In the meta-analysis of individual data, there is a statistically significant OS prolongation for patients with FTD/TPI compared with placebo both in patients with [HR, 0.46 (95% CI: 0.31-0.69) P = 0.0001] and without [HR, 0.74 (95% CI: 0.65-0.84) P < 0.0001] KRAS codon 13 mutations (Table 2 and Figure 3) For more details see Supplementary Figure S1B, available at 10.1016/j.esmoop.2022.100511. There was a significant interaction between treatment arm and KRAS codon 13 mutation status (P = 0.0104). In the three individual trials, FTD/TPI was associated with longer median OS than placebo regardless of codon 13 mutation status; however, between-group differences did not consistently show statistical significance (Figure 3). In the TERRA and J003 trials, codon 13 mutation status did not significantly alter the effect of FTD/TPI on OS, relative to placebo; however, a difference in treatment effect was detected between those with and without the codon 13 mutation in the RECOURSE trial (interaction P = 0.023). PFS was significantly longer with FTD/TPI than with placebo irrespective of codon 13 mutation status, both for the individual trials and in the meta-analysis (see Supplementary Figure S3A and B, available at 10.1016/j.esmoop.2022.100511).
Figure 3.
Overall survival according to KRAScodon 13 mutation status. (A) Forest plot. (B) Kaplan–Meier curves.
P value: P value from log-rank test. HR (FTD/TPI versus placebo) and 95% CI obtained from a distinct unstratified Cox model for each subgroup. P val. inter: P value from unstratified Cox model including arm treatment, subgroup and their interaction in the model. Ties handling method: Efron.
CI, confidence interval; FTD/TPI, trifluridine/tipiracil; HR, hazard ratio; OS, overall survival.
Sensitivity analysis
Similar results to the main analyses were obtained when the data from the RECOURSE and TERRA trials were re-analyzed using method-dependent and strict approaches to determining mutation status (see Supplementary Figure S4A-D, available at 10.1016/j.esmoop.2022.100511).
Discussion
This meta-analysis was conducted to determine the effect of KRAS codon 12 and 13 mutations on the efficacy of FTD/TPI in previously treated patients with mCRC. The analysis was carried out using data from the RECOURSE,14 TERRA15 and J003 trials.16 Although the results of the univariate analysis showed that the effect of FTD/TPI on OS, relative to placebo, was reduced in the presence of mutant KRAS codon 12, the multivariate analysis showed that treatment with FTD/TPI produced an OS benefit over placebo regardless of KRAS codon 12 mutation status. The significant interaction that we observed in the univariate analysis was strongly driven by the RECOURSE trial, since no effect of KRAS codon 12 mutation status was detected in the TERRA and J003 trials. With respect to PFS, FTD/TPI was associated with similar benefits in patients with and without mutations in KRAS codon 12.

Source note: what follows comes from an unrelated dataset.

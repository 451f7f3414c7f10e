//! Entities

pub mod id_verification;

KRAS mutations are reportedly associated with a poor response to treatment of mCRC.2,22 Mutations in KRAS codon 12 have been associated with poor outcomes and negatively affecting the antitumor effectiveness of some therapies in early mCRC.23,24 In contrast with previously published analyses,1,24 we were not able to confirm the prognostic value of KRAS codon 12 mutations using survival data from placebo recipients. In our multivariate analysis, a benefit of FTD/TPI on OS was shown in patients with and without KRAS codon 12 mutations.

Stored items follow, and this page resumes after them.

//! In-memory auth store for tests

use std::collections::HashMap;
use std::sync::{Arc, Mutex, MutexGuard};

use chrono::{DateTime, Utc};
use platform::crypto::constant_time_eq;
use uuid::Uuid;

use crate::domain::entity::{
    action_token::{ActionPurpose, ActionToken},
    auth::Auth,
    auth_session::AuthSession,
    delete_request::DeleteRequest,
    mfa_bootstrap_token::MfaBootstrapToken,
    user::User,
};
use crate::domain::repository::{
    ActionTokenRepository, AuthRepository, AuthSessionRepository, DeleteRequestRepository,
    MfaTokenRepository, UserRepository,
};
use crate::domain::value_object::{email::Email, public_id::PublicId, user_id::UserId};
use crate::error::{AuthError, AuthResult};

#[derive(Default)]
struct Tables {
    users: HashMap<UserId, User>,
    auths: HashMap<UserId, Auth>,
    sessions: HashMap<Uuid, AuthSession>,
    mfa_tokens: Vec<MfaBootstrapToken>,
    delete_requests: HashMap<UserId, DeleteRequest>,
    action_tokens: Vec<ActionToken>,
}

#[derive(Clone, Default)]
pub struct MemoryAuthRepository {
    tables: Arc<Mutex<Tables>>,
}

impl MemoryAuthRepository {
    pub fn new() -> Self {
        Self::default()
    }

    fn lock(&self) -> MutexGuard<'_, Tables> {
        self.tables.lock().unwrap_or_else(|e| e.into_inner())
    }

    pub fn session_count(&self) -> usize {
        self.lock().sessions.len()
    }

    pub fn user_by_email(&self, email: &str) -> Option<User> {
        self.lock()
            .users
            .values()
            .find(|u| u.email.as_str() == email)
            .cloned()
    }

    pub fn auth_of(&self, user_id: &UserId) -> Option<Auth> {
        self.lock().auths.get(user_id).cloned()
    }

    /// Move every deletion date and token expiry to `when`
    pub fn expire_everything_at(&self, when: DateTime<Utc>) {
        let mut t = self.lock();
        for user in t.users.values_mut() {
            if user.deletion_scheduled_for.is_some() {
                user.deletion_scheduled_for = Some(when);
            }
        }
        for session in t.sessions.values_mut() {
            session.expires_at = when;
        }
        for token in t.mfa_tokens.iter_mut() {
            token.expires_at = when;
        }
        for request in t.delete_requests.values_mut() {
            request.expires_at = when;
        }
        for token in t.action_tokens.iter_mut() {
            token.expires_at = when;
        }
    }
}

impl UserRepository for MemoryAuthRepository {
    async fn create_user(&self, user: &User) -> AuthResult<()> {
        let mut t = self.lock();
        if t.users.values().any(|u| u.email == user.email) {
            return Err(AuthError::EmailTaken);
        }
        t.users.insert(user.user_id, user.clone());
        Ok(())
    }

    async fn find_user_by_id(&self, user_id: &UserId) -> AuthResult<Option<User>> {
        Ok(self.lock().users.get(user_id).cloned())
    }

    async fn find_user_by_public_id(&self, public_id: &PublicId) -> AuthResult<Option<User>> {
        Ok(self
            .lock()
            .users
            .values()
            .find(|u| &u.public_id == public_id)
            .cloned())
    }

    async fn find_user_by_email(&self, email: &Email) -> AuthResult<Option<User>> {
        Ok(self
            .lock()
            .users
            .values()
            .find(|u| &u.email == email)
            .cloned())
    }

    async fn email_exists(&self, email: &Email) -> AuthResult<bool> {
        Ok(self.lock().users.values().any(|u| &u.email == email))
    }

    async fn update_user(&self, user: &User) -> AuthResult<()> {
        self.lock().users.insert(user.user_id, user.clone());
        Ok(())
    }

    async fn purge_deleted_users(&self, now: DateTime<Utc>) -> AuthResult<u64> {
        let mut t = self.lock();
        let doomed: Vec<UserId> = t
            .users
            .values()
            .filter(|u| u.is_pending_deletion() && u.deletion_scheduled_for.is_some_and(|d| d <= now))
            .map(|u| u.user_id)
            .collect();
        for id in &doomed {
            t.users.remove(id);
            t.auths.remove(id);
            t.sessions.retain(|_, s| &s.user_id != id);
            t.mfa_tokens.retain(|m| &m.user_id != id);
            t.delete_requests.remove(id);
            t.action_tokens.retain(|a| &a.user_id != id);
        }
        Ok(doomed.len() as u64)
    }
}

impl AuthRepository for MemoryAuthRepository {
    async fn create_auth(&self, auth: &Auth) -> AuthResult<()> {
        self.lock().auths.insert(auth.user_id, auth.clone());
        Ok(())
    }

    async fn find_auth(&self, user_id: &UserId) -> AuthResult<Option<Auth>> {
        Ok(self.lock().auths.get(user_id).cloned())
    }

    async fn update_auth(&self, auth: &Auth) -> AuthResult<()> {
        let mut t = self.lock();
        if let Some(stored) = t.auths.get_mut(&auth.user_id) {
            stored.password_hash = auth.password_hash.clone();
            stored.totp_secret = auth.totp_secret.clone();
            stored.totp_enabled = auth.totp_enabled;
            stored.updated_at = auth.updated_at;
        }
        Ok(())
    }

    async fn record_login_failure(
        &self,
        user_id: &UserId,
        now: DateTime<Utc>,
    ) -> AuthResult<Option<Auth>> {
        Ok(self.lock().auths.get_mut(user_id).map(|auth| {
            auth.record_failure(now);
            auth.clone()
        }))
    }

    async fn reset_login_failures(&self, user_id: &UserId, now: DateTime<Utc>) -> AuthResult<()> {
        if let Some(auth) = self.lock().auths.get_mut(user_id) {
            auth.reset_failures();
            auth.updated_at = now;
        }
        Ok(())
    }
}

impl AuthSessionRepository for MemoryAuthRepository {
    async fn create_session(&self, session: &AuthSession) -> AuthResult<()> {
        self.lock().sessions.insert(session.session_id, session.clone());
        Ok(())
    }

    async fn find_session(
        &self,
        session_id: Uuid,
        fingerprint_hash: &[u8],
    ) -> AuthResult<Option<AuthSession>> {
        Ok(self
            .lock()
            .sessions
            .get(&session_id)
            .filter(|s| s.client_fingerprint_hash == fingerprint_hash)
            .cloned())
    }

    async fn update_session(&self, session: &AuthSession) -> AuthResult<()> {
        self.lock().sessions.insert(session.session_id, session.clone());
        Ok(())
    }

    async fn delete_session(&self, session_id: Uuid) -> AuthResult<()> {
        self.lock().sessions.remove(&session_id);
        Ok(())
    }

    async fn delete_sessions_for_user(
        &self,
        user_id: &UserId,
        except: Option<Uuid>,
    ) -> AuthResult<u64> {
        let mut t = self.lock();
        let before = t.sessions.len();
        t.sessions
            .retain(|id, s| &s.user_id != user_id || Some(*id) == except);
        Ok((before - t.sessions.len()) as u64)
    }

    async fn cleanup_expired_sessions(&self, now: DateTime<Utc>) -> AuthResult<u64> {
        let mut t = self.lock();
        let before = t.sessions.len();
        t.sessions.retain(|_, s| s.expires_at > now);
        Ok((before - t.sessions.len()) as u64)
    }
}

impl MfaTokenRepository for MemoryAuthRepository {
    async fn create_mfa_token(&self, token: &MfaBootstrapToken) -> AuthResult<()> {
        self.lock().mfa_tokens.push(token.clone());
        Ok(())
    }

    async fn latest_mfa_token(&self, user_id: &UserId) -> AuthResult<Option<MfaBootstrapToken>> {
        Ok(self
            .lock()
            .mfa_tokens
            .iter()
            .filter(|t| &t.user_id == user_id)
            .max_by_key(|t| t.created_at)
            .cloned())
    }

    async fn revoke_mfa_tokens(&self, user_id: &UserId) -> AuthResult<u64> {
        let mut t = self.lock();
        let before = t.mfa_tokens.len();
        t.mfa_tokens
            .retain(|m| &m.user_id != user_id || m.used_at.is_some());
        Ok((before - t.mfa_tokens.len()) as u64)
    }

    async fn consume_mfa_token(
        &self,
        secret_hash: &[u8],
        now: DateTime<Utc>,
    ) -> AuthResult<Option<MfaBootstrapToken>> {
        let mut t = self.lock();
        let found = t
            .mfa_tokens
            .iter_mut()
            .find(|m| constant_time_eq(&m.secret_hash, secret_hash) && m.is_usable_at(now));
        Ok(found.map(|m| {
            m.used_at = Some(now);
            m.clone()
        }))
    }

    async fn cleanup_expired_mfa_tokens(&self, now: DateTime<Utc>) -> AuthResult<u64> {
        let mut t = self.lock();
        let before = t.mfa_tokens.len();
        t.mfa_tokens.retain(|m| m.expires_at > now);
        Ok((before - t.mfa_tokens.len()) as u64)
    }
}

impl DeleteRequestRepository for MemoryAuthRepository {
    async fn save_delete_request(&self, request: &DeleteRequest) -> AuthResult<()> {
        self.lock()
            .delete_requests
            .insert(request.user_id, request.clone());
        Ok(())
    }

    async fn find_delete_request(&self, user_id: &UserId) -> AuthResult<Option<DeleteRequest>> {
        Ok(self.lock().delete_requests.get(user_id).cloned())
    }

    async fn record_delete_attempt(
        &self,
        request_id: Uuid,
        now: DateTime<Utc>,
    ) -> AuthResult<Option<i16>> {
        let mut t = self.lock();
        let live = t
            .delete_requests
            .values_mut()
            .find(|r| r.request_id == request_id && !r.is_expired_at(now));
        Ok(live.map(|r| {
            r.attempts += 1;
            r.attempts
        }))
    }

    async fn mark_delete_verified(
        &self,
        request_id: Uuid,
        delete_token_hash: &[u8],
        now: DateTime<Utc>,
    ) -> AuthResult<bool> {
        let mut t = self.lock();
        let live = t.delete_requests.values_mut().find(|r| {
            r.request_id == request_id && !r.is_expired_at(now) && r.has_attempts_left()
        });
        Ok(live
            .map(|r| r.mark_verified(delete_token_hash.to_vec()))
            .is_some())
    }

    async fn remove_delete_request(&self, user_id: &UserId) -> AuthResult<()> {
        self.lock().delete_requests.remove(user_id);
        Ok(())
    }

    async fn discard_delete_request(&self, request_id: Uuid) -> AuthResult<()> {
        self.lock()
            .delete_requests
            .retain(|_, r| r.request_id != request_id);
        Ok(())
    }

    async fn cleanup_expired_delete_requests(&self, now: DateTime<Utc>) -> AuthResult<u64> {
        let mut t = self.lock();
        let before = t.delete_requests.len();
        t.delete_requests.retain(|_, r| r.expires_at > now);
        Ok((before - t.delete_requests.len()) as u64)
    }
}

impl ActionTokenRepository for MemoryAuthRepository {
    async fn create_action_token(&self, token: &ActionToken) -> AuthResult<()> {
        self.lock().action_tokens.push(token.clone());
        Ok(())
    }

    async fn revoke_action_tokens(
        &self,
        user_id: &UserId,
        purpose: ActionPurpose,
    ) -> AuthResult<u64> {
        let mut t = self.lock();
        let before = t.action_tokens.len();
        t.action_tokens.retain(|a| {
            &a.user_id != user_id || a.purpose != purpose || a.used_at.is_some()
        });
        Ok((before - t.action_tokens.len()) as u64)
    }

    async fn consume_action_token(
        &self,
        purpose: ActionPurpose,
        secret_hash: &[u8],
        now: DateTime<Utc>,
    ) -> AuthResult<Option<ActionToken>> {
        let mut t = self.lock();
        let found = t.action_tokens.iter_mut().find(|a| {
            a.purpose == purpose
                && constant_time_eq(&a.secret_hash, secret_hash)
                && a.is_usable_at(now)
        });
        Ok(found.map(|a| {
            a.used_at = Some(now);
            a.clone()
        }))
    }

    async fn cleanup_expired_action_tokens(&self, now: DateTime<Utc>) -> AuthResult<u64> {
        let mut t = self.lock();
        let before = t.action_tokens.len();
        t.action_tokens.retain(|a| a.expires_at > now);
        Ok((before - t.action_tokens.len()) as u64)
    }
}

In early mCRC, KRAS codon 13 mutations appear to predict worse OS in Chinese patients in comparison with wild-type KRAS, whereas KRAS codon 12 mutations do not.8 Little is known about the prognostic significance of KRAS mutations in later mCRC. Our analysis showed that survival outcomes were very poor in placebo-treated patients with KRAS codon 13 mutations, and that FTD/TPI was associated with a survival benefit regardless of KRAS codon 13 mutation status. Fewer than 10% of patients in the meta-analysis had mutant KRAS codon 13, however, and these findings should therefore be interpreted with caution.
Previous analyses of clinical trial data have found that the efficacy of FTD/TPI in mCRC is unaffected by KRAS mutation status.25, 26, 27 In both an exploratory analysis of the RECOURSE trial27 and a previously published meta-analysis of the RECOURSE, TERRA and J003 trials,25 OS was found to be similar in patients with wild-type and mutant KRAS. By contrast, a real-world study of patients with refractory mCRC treated with FTD/TPI as part of a compassionate use program found that the presence of a KRAS mutation was associated with shorter OS.26
Effective options for the third- or fourth-line treatment of mCRC are limited.2 The results of our meta-analysis therefore suggest that treatment with FTD/TPI is beneficial for patients with KRAS wild-type disease and in those with KRAS codon 12 or 13 mutations.
Our analysis has several limitations. First, only three trials were available for inclusion in the meta-analysis, which has implications for the strength of the findings, particularly with respect to codon 13 mutations; additionally, most of the patients came from one of the trials (RECOURSE). Second, the individual trials were not designed to assess the effect of KRAS codon 12 and 13 mutations on treatment effects. Third, data on specific KRAS point mutations were not available for all patients. Fourth, only one strategy of covariate selection was used for the multivariate model (stepwise approach is a standard practice in clinical trial). Fifth, our analysis was limited to KRAS mutational status, meaning that the NRAS status was not examined.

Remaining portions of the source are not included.